> **About this task**
State how many lines below hold the word "return". Give that number and no other text.

(Records from a data collection)
──────────

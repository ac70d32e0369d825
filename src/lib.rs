//! Form-state controller: a registry of mounted fields, three validation
//! passes run children-first over that registry, and the submit workflow
//! built on top of them. State lives in a [`form::FormStore`]; the
//! controller only reads snapshots and dispatches intents.

pub mod form;

pub use form::{Field, FieldPath, FieldValidators, FormController, FormOptions, MemoryStore};
use std::fmt::{Debug, Formatter};
use std::sync::{Arc, RwLock};

use serde_json::Value;

use super::controller::{FormResult, read_lock, write_lock};
use super::state::{self, FieldPath, FormState, empty_object};
use super::validation::{FormatFn, PreValidateFn, ValidateFn, ValidationOutcome};

/// A pure description of one state transition. Stores apply intents in the
/// order they are dispatched.
#[derive(Clone)]
pub enum FormIntent {
    SetValue { path: FieldPath, value: Value },
    SetTouched { path: FieldPath, touched: Value },
    SetError { path: FieldPath, error: Value },
    SetWarning { path: FieldPath, warning: Value },
    SetSuccess { path: FieldPath, success: Value },
    SetFormState(FormState),
    ResetAll,
    ClearAll,
    Reset(FieldPath),
    Submitting(bool),
    Submits,
    Submitted,
    SetAllValues(Value),
    PreValidate { path: FieldPath, validator: PreValidateFn },
    Validate { path: FieldPath, validator: ValidateFn },
    AsyncValidationStarted(FieldPath),
    AsyncValidationSettled { path: FieldPath, outcome: ValidationOutcome },
    AsyncValidationFailed(FieldPath),
    Format { path: FieldPath, formatter: FormatFn },
}

impl FormIntent {
    pub fn name(&self) -> &'static str {
        match self {
            FormIntent::SetValue { .. } => "set_value",
            FormIntent::SetTouched { .. } => "set_touched",
            FormIntent::SetError { .. } => "set_error",
            FormIntent::SetWarning { .. } => "set_warning",
            FormIntent::SetSuccess { .. } => "set_success",
            FormIntent::SetFormState(_) => "set_form_state",
            FormIntent::ResetAll => "reset_all",
            FormIntent::ClearAll => "clear_all",
            FormIntent::Reset(_) => "reset",
            FormIntent::Submitting(_) => "submitting",
            FormIntent::Submits => "submits",
            FormIntent::Submitted => "submitted",
            FormIntent::SetAllValues(_) => "set_all_values",
            FormIntent::PreValidate { .. } => "pre_validate",
            FormIntent::Validate { .. } => "validate",
            FormIntent::AsyncValidationStarted(_) => "async_validation_started",
            FormIntent::AsyncValidationSettled { .. } => "async_validation_settled",
            FormIntent::AsyncValidationFailed(_) => "async_validation_failed",
            FormIntent::Format { .. } => "format",
        }
    }
}

impl Debug for FormIntent {
    fn fmt(&self, f: &mut Formatter<'_>) -> std::fmt::Result {
        match self {
            FormIntent::SetValue { path, value } => write!(f, "SetValue({path}, {value})"),
            FormIntent::SetTouched { path, touched } => write!(f, "SetTouched({path}, {touched})"),
            FormIntent::SetError { path, error } => write!(f, "SetError({path}, {error})"),
            FormIntent::SetWarning { path, warning } => write!(f, "SetWarning({path}, {warning})"),
            FormIntent::SetSuccess { path, success } => write!(f, "SetSuccess({path}, {success})"),
            FormIntent::SetFormState(_) => f.write_str("SetFormState"),
            FormIntent::Reset(path) => write!(f, "Reset({path})"),
            FormIntent::Submitting(flag) => write!(f, "Submitting({flag})"),
            FormIntent::SetAllValues(values) => write!(f, "SetAllValues({values})"),
            FormIntent::PreValidate { path, .. } => write!(f, "PreValidate({path})"),
            FormIntent::Validate { path, .. } => write!(f, "Validate({path})"),
            FormIntent::AsyncValidationStarted(path) => write!(f, "AsyncValidationStarted({path})"),
            FormIntent::AsyncValidationSettled { path, outcome } => {
                write!(f, "AsyncValidationSettled({path}, {outcome:?})")
            }
            FormIntent::AsyncValidationFailed(path) => write!(f, "AsyncValidationFailed({path})"),
            FormIntent::Format { path, .. } => write!(f, "Format({path})"),
            FormIntent::ResetAll | FormIntent::ClearAll | FormIntent::Submits | FormIntent::Submitted => {
                f.write_str(self.name())
            }
        }
    }
}

/// The state container a controller talks to.
///
/// `state` must reflect every intent previously accepted by `dispatch`.
/// Snapshots are shared immutably; a store replaces its snapshot rather
/// than mutating one it has handed out.
pub trait FormStore: Send + Sync + 'static {
    fn state(&self) -> FormResult<Arc<FormState>>;
    fn dispatch(&self, intent: FormIntent) -> FormResult<()>;
}

/// Reducer-backed store keeping the whole form state in memory.
///
/// Validator and formatter intents run their callables while the store is
/// locked; those callables receive the values they need as arguments and
/// must not call back into the store.
#[derive(Clone)]
pub struct MemoryStore {
    defaults: Arc<Value>,
    state: Arc<RwLock<Arc<FormState>>>,
}

impl MemoryStore {
    pub fn new(default_values: Value) -> Self {
        Self {
            state: Arc::new(RwLock::new(Arc::new(FormState::with_values(
                default_values.clone(),
            )))),
            defaults: Arc::new(default_values),
        }
    }

    pub fn default_values(&self) -> &Value {
        &self.defaults
    }
}

impl Default for MemoryStore {
    fn default() -> Self {
        Self::new(empty_object())
    }
}

impl FormStore for MemoryStore {
    fn state(&self) -> FormResult<Arc<FormState>> {
        Ok(read_lock(&self.state, "reading store state")?.clone())
    }

    fn dispatch(&self, intent: FormIntent) -> FormResult<()> {
        let mut current = write_lock(&self.state, "applying intent")?;
        reduce(Arc::make_mut(&mut *current), intent, &self.defaults);
        Ok(())
    }
}

pub(crate) fn reduce(form: &mut FormState, intent: FormIntent, defaults: &Value) {
    match intent {
        FormIntent::SetValue { path, value } => state::set(&mut form.values, &path, value),
        FormIntent::SetTouched { path, touched } => state::set(&mut form.touched, &path, touched),
        FormIntent::SetError { path, error } => state::set(&mut form.errors, &path, error),
        FormIntent::SetWarning { path, warning } => state::set(&mut form.warnings, &path, warning),
        FormIntent::SetSuccess { path, success } => {
            state::set(&mut form.successes, &path, success);
        }
        FormIntent::SetFormState(next) => *form = next,
        FormIntent::ResetAll => *form = FormState::with_values(defaults.clone()),
        FormIntent::ClearAll => *form = FormState::default(),
        FormIntent::Reset(path) => {
            match state::get(defaults, &path) {
                Some(initial) => state::set(&mut form.values, &path, initial.clone()),
                None => {
                    state::remove(&mut form.values, &path);
                }
            }
            for bucket in [
                &mut form.touched,
                &mut form.errors,
                &mut form.warnings,
                &mut form.successes,
                &mut form.async_errors,
                &mut form.async_warnings,
                &mut form.async_successes,
            ] {
                state::remove(bucket, &path);
            }
        }
        FormIntent::Submitting(flag) => form.submitting = flag,
        FormIntent::Submits => form.submits = form.submits.saturating_add(1),
        FormIntent::Submitted => form.submitted = true,
        FormIntent::SetAllValues(values) => form.values = values,
        FormIntent::PreValidate { path, validator } => {
            let current = field_value(form, &path);
            let next = validator(&current, &form.values);
            state::set(&mut form.values, &path, next);
        }
        FormIntent::Validate { path, validator } => {
            let current = field_value(form, &path);
            let outcome = validator(&current, &form.values);
            state::set(&mut form.errors, &path, outcome.error);
            state::set(&mut form.warnings, &path, outcome.warning);
            state::set(&mut form.successes, &path, outcome.success);
        }
        FormIntent::AsyncValidationStarted(path) => {
            form.async_validations = form.async_validations.saturating_add(1);
            state::set(&mut form.validating, &path, Value::Bool(true));
        }
        FormIntent::AsyncValidationSettled { path, outcome } => {
            form.async_validations = form.async_validations.saturating_sub(1);
            state::set(&mut form.validating, &path, Value::Bool(false));
            state::set(&mut form.async_errors, &path, outcome.error);
            state::set(&mut form.async_warnings, &path, outcome.warning);
            state::set(&mut form.async_successes, &path, outcome.success);
        }
        FormIntent::AsyncValidationFailed(path) => {
            form.async_validations = form.async_validations.saturating_sub(1);
            state::set(&mut form.validating, &path, Value::Bool(false));
        }
        FormIntent::Format { path, formatter } => {
            let current = field_value(form, &path);
            state::set(&mut form.values, &path, formatter(&current));
        }
    }
}

fn field_value(form: &FormState, path: &FieldPath) -> Value {
    form.value(path).cloned().unwrap_or(Value::Null)
}
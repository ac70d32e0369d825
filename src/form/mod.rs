mod binding;
mod controller;
mod state;
mod store;
mod submit;
mod tree;
mod validation;


pub use binding::{Field, FieldBinding};
pub use controller::{
    FormController, FormError, FormId, FormOptions, FormResult, SubmitState, SubmitTrigger,
};
pub use state::{
    FieldPath, FormState, MAX_LIST_INDEX, PathSegment, deep_equal, empty_object, get, is_truthy,
    snapshot, values_equal,
};
pub use store::{FormIntent, FormStore, MemoryStore};
pub use submit::SubmitOutcome;
pub use tree::{FieldApi, FieldNode, FieldTree};
pub use validation::{
    AsyncValidateFn, BoxError, FieldValidators, FormatFn, PreValidateFn, ValidateFn,
    ValidateOptions, ValidationOutcome, is_invalid, merge_errors,
};
use std::sync::Arc;

use tracing::{debug, warn};

use super::controller::{
    FormController, FormResult, SubmitState, SubmitTrigger, transition_submit_state, write_lock,
};
use super::state::empty_object;
use super::store::FormIntent;
use super::validation::{ValidateOptions, is_invalid, merge_errors};

/// How a submit attempt that did not fail ended.
#[derive(Clone, Copy, Debug, Eq, PartialEq)]
pub enum SubmitOutcome {
    /// Values were handed to `on_submit`, or there was no handler.
    Submitted,
    /// Values were handed to `on_submit` and it failed; the failure went to
    /// `on_submit_failure`.
    CallbackFailed,
    Invalid,
    /// Valid, but an async validation started after the async pass and is
    /// still running.
    AsyncPending,
}

impl SubmitOutcome {
    pub fn terminal_state(self) -> SubmitState {
        match self {
            SubmitOutcome::Submitted | SubmitOutcome::CallbackFailed => SubmitState::Succeeded,
            SubmitOutcome::Invalid | SubmitOutcome::AsyncPending => SubmitState::Suppressed,
        }
    }
}

impl FormController {
    /// Touches, validates and, when everything passes, submits the form.
    ///
    /// Invalid forms resolve to `Ok(SubmitOutcome::Invalid)`. Only a failing
    /// async validator (or a failing store) yields `Err`, after
    /// `submitting` has been cleared. `submitting` stays true for the whole
    /// attempt otherwise.
    pub async fn submit(&self, trigger: Option<Arc<dyn SubmitTrigger>>) -> FormResult<SubmitOutcome> {
        self.transition(SubmitState::Submitting)?;
        if let Err(error) = self.dispatch(FormIntent::Submitting(true)) {
            warn!(form = %self.id, %error, "submit aborted");
            self.transition(SubmitState::Rejected)?;
            return Err(error);
        }
        debug!(form = %self.id, "submit started");

        let result = self.run_submit(trigger).await;
        let cleared = self.dispatch(FormIntent::Submitting(false));
        let terminal = match (&result, &cleared) {
            (Ok(outcome), Ok(())) => outcome.terminal_state(),
            _ => SubmitState::Rejected,
        };
        self.transition(terminal)?;

        match result {
            Ok(outcome) => {
                cleared?;
                debug!(form = %self.id, ?outcome, "submit finished");
                Ok(outcome)
            }
            Err(error) => {
                warn!(form = %self.id, %error, "submit aborted");
                Err(error)
            }
        }
    }

    async fn run_submit(&self, trigger: Option<Arc<dyn SubmitTrigger>>) -> FormResult<SubmitOutcome> {
        self.dispatch(FormIntent::Submits)?;

        let opts = ValidateOptions::submitting();
        self.set_all_touched().await?;
        self.pre_validate_all(opts).await?;
        self.validate_all(opts).await?;

        if let Some(trigger) = trigger.as_deref() {
            if self.options.prevent_default {
                trigger.prevent_default();
            } else {
                let current = self.state()?;
                if is_invalid(&current.errors) || is_invalid(&current.async_errors) {
                    debug!(form = %self.id, "preventing default for invalid form");
                    trigger.prevent_default();
                }
            }
        }

        self.async_validate_all(opts).await?;

        let current = self.state()?;
        let invalid = is_invalid(&current.errors);
        let async_invalid = is_invalid(&current.async_errors);
        if invalid || async_invalid {
            debug!(form = %self.id, invalid, async_invalid, "submit blocked by errors");
            if let Some(on_failure) = self.handlers.on_submit_failure.as_ref() {
                on_failure(&merge_errors(&current.errors, &current.async_errors), None);
            }
            return Ok(SubmitOutcome::Invalid);
        }

        if current.async_validations != 0 {
            debug!(
                form = %self.id,
                in_flight = current.async_validations,
                "submit suppressed by running async validations"
            );
            return Ok(SubmitOutcome::AsyncPending);
        }

        let mut values = current.values.clone();
        if let Some(pre_submit) = self.handlers.pre_submit.as_ref() {
            values = pre_submit(values);
        }
        self.dispatch(FormIntent::Submitted)?;

        let Some(on_submit) = self.handlers.on_submit.as_ref() else {
            return Ok(SubmitOutcome::Submitted);
        };
        match on_submit(values, trigger).await {
            Ok(()) => Ok(SubmitOutcome::Submitted),
            Err(error) => {
                warn!(form = %self.id, %error, "submit handler failed");
                if let Some(on_failure) = self.handlers.on_submit_failure.as_ref() {
                    on_failure(&empty_object(), Some(&error));
                }
                Ok(SubmitOutcome::CallbackFailed)
            }
        }
    }

    fn transition(&self, next: SubmitState) -> FormResult<()> {
        let mut current = write_lock(&self.submit_state, "transitioning submit state")?;
        transition_submit_state(&mut current, next)
    }
}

──────────

> **Solved exercise**
4